▶ **Assignment**: Report the count of lines containing the word "screen" in the entries below, and nothing more.

====== Data listing ======

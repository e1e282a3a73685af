//! Core runtime of a Z-machine interpreter: story loading, instruction
//! decoding and execution, the object and dictionary databases, and
//! Quetzal serialisation, for story files of versions 1 through 8.
//!
//! Rendering, keyboard capture and persistence are collaborators behind
//! the [`screen::Screen`] and [`storage::Storage`] traits; the execution
//! loop suspends on the input opcodes and the host resumes it with the
//! collected input.

pub mod alphabet;
pub mod config;
pub mod dictionary;
pub mod error;
pub mod header;
pub mod input;
pub mod instruction;
pub mod interpreter;
pub mod machine;
pub mod memory;
pub mod objects;
pub mod opcode_tables;
pub mod quetzal;
pub mod saveformat;
pub mod screen;
pub mod snapshot;
pub mod storage;
pub mod text;
pub mod undo;
pub mod util;
pub mod zrand;

pub use error::{Error, Result};
pub use interpreter::{ExecutionResult, Interpreter, MachineState};
pub use machine::Machine;
pub use memory::Memory;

======

▶ **Answer to this problem**: 2